• **Your objective**
Count every line in the data below where the word "refresh" appears, then state only that count.

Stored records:
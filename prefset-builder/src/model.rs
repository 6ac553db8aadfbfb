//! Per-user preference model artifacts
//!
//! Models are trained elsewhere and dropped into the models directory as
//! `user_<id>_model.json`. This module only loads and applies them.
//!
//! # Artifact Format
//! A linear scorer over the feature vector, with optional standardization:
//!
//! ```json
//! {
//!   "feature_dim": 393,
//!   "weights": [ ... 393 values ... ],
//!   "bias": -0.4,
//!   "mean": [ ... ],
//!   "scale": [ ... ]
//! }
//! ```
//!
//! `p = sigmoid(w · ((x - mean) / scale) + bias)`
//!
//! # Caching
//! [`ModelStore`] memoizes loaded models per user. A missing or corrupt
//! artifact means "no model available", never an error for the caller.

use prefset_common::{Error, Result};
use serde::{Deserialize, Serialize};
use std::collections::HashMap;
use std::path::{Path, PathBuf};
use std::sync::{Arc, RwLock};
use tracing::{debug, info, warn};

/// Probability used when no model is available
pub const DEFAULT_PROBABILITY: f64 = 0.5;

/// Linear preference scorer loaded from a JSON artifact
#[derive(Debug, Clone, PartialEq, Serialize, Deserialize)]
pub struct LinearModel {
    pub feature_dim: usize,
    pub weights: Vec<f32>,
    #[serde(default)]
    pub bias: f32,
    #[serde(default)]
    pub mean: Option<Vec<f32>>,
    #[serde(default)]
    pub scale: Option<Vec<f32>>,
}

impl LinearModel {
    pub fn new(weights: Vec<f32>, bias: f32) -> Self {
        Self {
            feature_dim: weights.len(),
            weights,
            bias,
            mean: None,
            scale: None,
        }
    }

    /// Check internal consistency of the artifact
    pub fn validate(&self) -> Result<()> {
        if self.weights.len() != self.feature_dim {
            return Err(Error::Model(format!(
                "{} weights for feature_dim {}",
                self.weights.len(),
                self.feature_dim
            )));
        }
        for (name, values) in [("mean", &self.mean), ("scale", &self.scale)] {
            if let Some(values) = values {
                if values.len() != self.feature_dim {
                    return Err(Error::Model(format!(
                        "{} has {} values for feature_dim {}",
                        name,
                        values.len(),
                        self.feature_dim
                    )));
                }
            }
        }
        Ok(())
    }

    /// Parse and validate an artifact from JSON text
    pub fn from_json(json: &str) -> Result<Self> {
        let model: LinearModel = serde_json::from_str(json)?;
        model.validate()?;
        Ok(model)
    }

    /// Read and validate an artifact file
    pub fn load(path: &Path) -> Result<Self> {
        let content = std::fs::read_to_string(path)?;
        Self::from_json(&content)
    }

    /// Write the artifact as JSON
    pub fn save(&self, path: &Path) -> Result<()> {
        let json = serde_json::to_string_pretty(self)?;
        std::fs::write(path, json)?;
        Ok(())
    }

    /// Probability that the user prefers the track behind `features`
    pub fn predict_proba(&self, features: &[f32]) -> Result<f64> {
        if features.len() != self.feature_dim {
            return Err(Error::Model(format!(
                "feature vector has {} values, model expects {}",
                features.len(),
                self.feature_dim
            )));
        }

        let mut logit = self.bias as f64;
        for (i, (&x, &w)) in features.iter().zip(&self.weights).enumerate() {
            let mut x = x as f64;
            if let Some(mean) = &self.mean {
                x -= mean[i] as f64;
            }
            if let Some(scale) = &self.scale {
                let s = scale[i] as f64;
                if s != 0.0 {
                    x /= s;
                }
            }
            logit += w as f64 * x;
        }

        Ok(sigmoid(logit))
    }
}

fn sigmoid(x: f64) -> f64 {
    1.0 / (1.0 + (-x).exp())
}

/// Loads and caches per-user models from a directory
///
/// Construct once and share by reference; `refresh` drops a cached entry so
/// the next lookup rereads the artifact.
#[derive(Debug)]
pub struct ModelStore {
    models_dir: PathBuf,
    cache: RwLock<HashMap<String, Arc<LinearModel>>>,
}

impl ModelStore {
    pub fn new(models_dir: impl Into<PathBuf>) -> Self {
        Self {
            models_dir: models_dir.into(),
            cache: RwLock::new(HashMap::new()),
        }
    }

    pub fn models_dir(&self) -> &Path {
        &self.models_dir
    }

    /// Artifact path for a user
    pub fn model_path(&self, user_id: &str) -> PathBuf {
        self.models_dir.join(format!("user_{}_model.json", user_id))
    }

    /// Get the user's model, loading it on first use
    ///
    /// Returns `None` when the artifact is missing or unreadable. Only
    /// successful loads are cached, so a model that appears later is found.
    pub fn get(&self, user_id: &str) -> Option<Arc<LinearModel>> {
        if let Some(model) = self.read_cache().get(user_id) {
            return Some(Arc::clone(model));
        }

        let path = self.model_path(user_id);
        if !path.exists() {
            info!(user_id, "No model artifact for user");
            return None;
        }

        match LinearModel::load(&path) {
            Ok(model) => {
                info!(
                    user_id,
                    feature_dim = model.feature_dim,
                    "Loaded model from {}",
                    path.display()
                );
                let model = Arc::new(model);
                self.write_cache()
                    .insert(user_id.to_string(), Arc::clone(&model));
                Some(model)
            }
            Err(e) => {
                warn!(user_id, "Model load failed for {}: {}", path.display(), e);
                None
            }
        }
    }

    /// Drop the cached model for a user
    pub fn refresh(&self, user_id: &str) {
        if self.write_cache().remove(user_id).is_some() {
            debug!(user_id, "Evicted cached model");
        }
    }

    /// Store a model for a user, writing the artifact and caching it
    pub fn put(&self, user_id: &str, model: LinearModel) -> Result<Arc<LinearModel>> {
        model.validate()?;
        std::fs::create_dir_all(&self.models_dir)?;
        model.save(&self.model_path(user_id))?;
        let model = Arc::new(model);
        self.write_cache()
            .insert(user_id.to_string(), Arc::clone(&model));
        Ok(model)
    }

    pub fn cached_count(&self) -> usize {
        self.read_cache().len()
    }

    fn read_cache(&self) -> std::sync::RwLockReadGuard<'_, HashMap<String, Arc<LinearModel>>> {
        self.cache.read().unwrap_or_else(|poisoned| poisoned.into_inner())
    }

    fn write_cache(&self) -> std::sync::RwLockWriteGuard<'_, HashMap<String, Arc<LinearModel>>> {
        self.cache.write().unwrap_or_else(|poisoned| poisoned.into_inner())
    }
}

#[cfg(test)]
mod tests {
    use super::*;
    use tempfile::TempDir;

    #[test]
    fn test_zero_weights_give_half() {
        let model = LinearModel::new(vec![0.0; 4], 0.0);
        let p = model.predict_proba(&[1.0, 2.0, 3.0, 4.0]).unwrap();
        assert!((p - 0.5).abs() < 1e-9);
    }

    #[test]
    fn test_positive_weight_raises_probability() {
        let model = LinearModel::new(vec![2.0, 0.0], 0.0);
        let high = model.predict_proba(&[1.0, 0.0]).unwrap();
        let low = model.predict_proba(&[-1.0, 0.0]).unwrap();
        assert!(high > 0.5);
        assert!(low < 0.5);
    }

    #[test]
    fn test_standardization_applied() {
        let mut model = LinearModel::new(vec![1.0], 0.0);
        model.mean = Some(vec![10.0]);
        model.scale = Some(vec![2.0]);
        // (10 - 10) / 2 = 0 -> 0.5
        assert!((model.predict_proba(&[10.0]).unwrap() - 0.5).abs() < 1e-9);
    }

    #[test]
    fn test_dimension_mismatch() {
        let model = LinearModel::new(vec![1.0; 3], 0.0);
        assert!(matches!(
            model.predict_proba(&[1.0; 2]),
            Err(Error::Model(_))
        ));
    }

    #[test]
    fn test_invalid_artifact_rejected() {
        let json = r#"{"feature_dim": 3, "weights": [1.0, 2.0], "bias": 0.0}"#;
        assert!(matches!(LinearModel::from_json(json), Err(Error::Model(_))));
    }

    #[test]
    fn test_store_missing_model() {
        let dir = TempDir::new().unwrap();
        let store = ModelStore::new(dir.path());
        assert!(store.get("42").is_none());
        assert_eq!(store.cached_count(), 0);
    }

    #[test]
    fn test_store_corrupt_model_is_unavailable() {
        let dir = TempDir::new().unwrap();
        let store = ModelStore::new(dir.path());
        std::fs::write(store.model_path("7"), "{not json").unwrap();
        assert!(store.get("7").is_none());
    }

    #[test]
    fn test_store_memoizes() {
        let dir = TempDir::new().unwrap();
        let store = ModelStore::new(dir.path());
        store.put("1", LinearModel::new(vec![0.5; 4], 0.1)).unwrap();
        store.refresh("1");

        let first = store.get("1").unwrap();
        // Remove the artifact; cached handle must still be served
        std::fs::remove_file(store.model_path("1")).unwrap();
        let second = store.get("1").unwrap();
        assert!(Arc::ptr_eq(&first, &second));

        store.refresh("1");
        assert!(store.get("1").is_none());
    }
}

• **Finished exercise**
4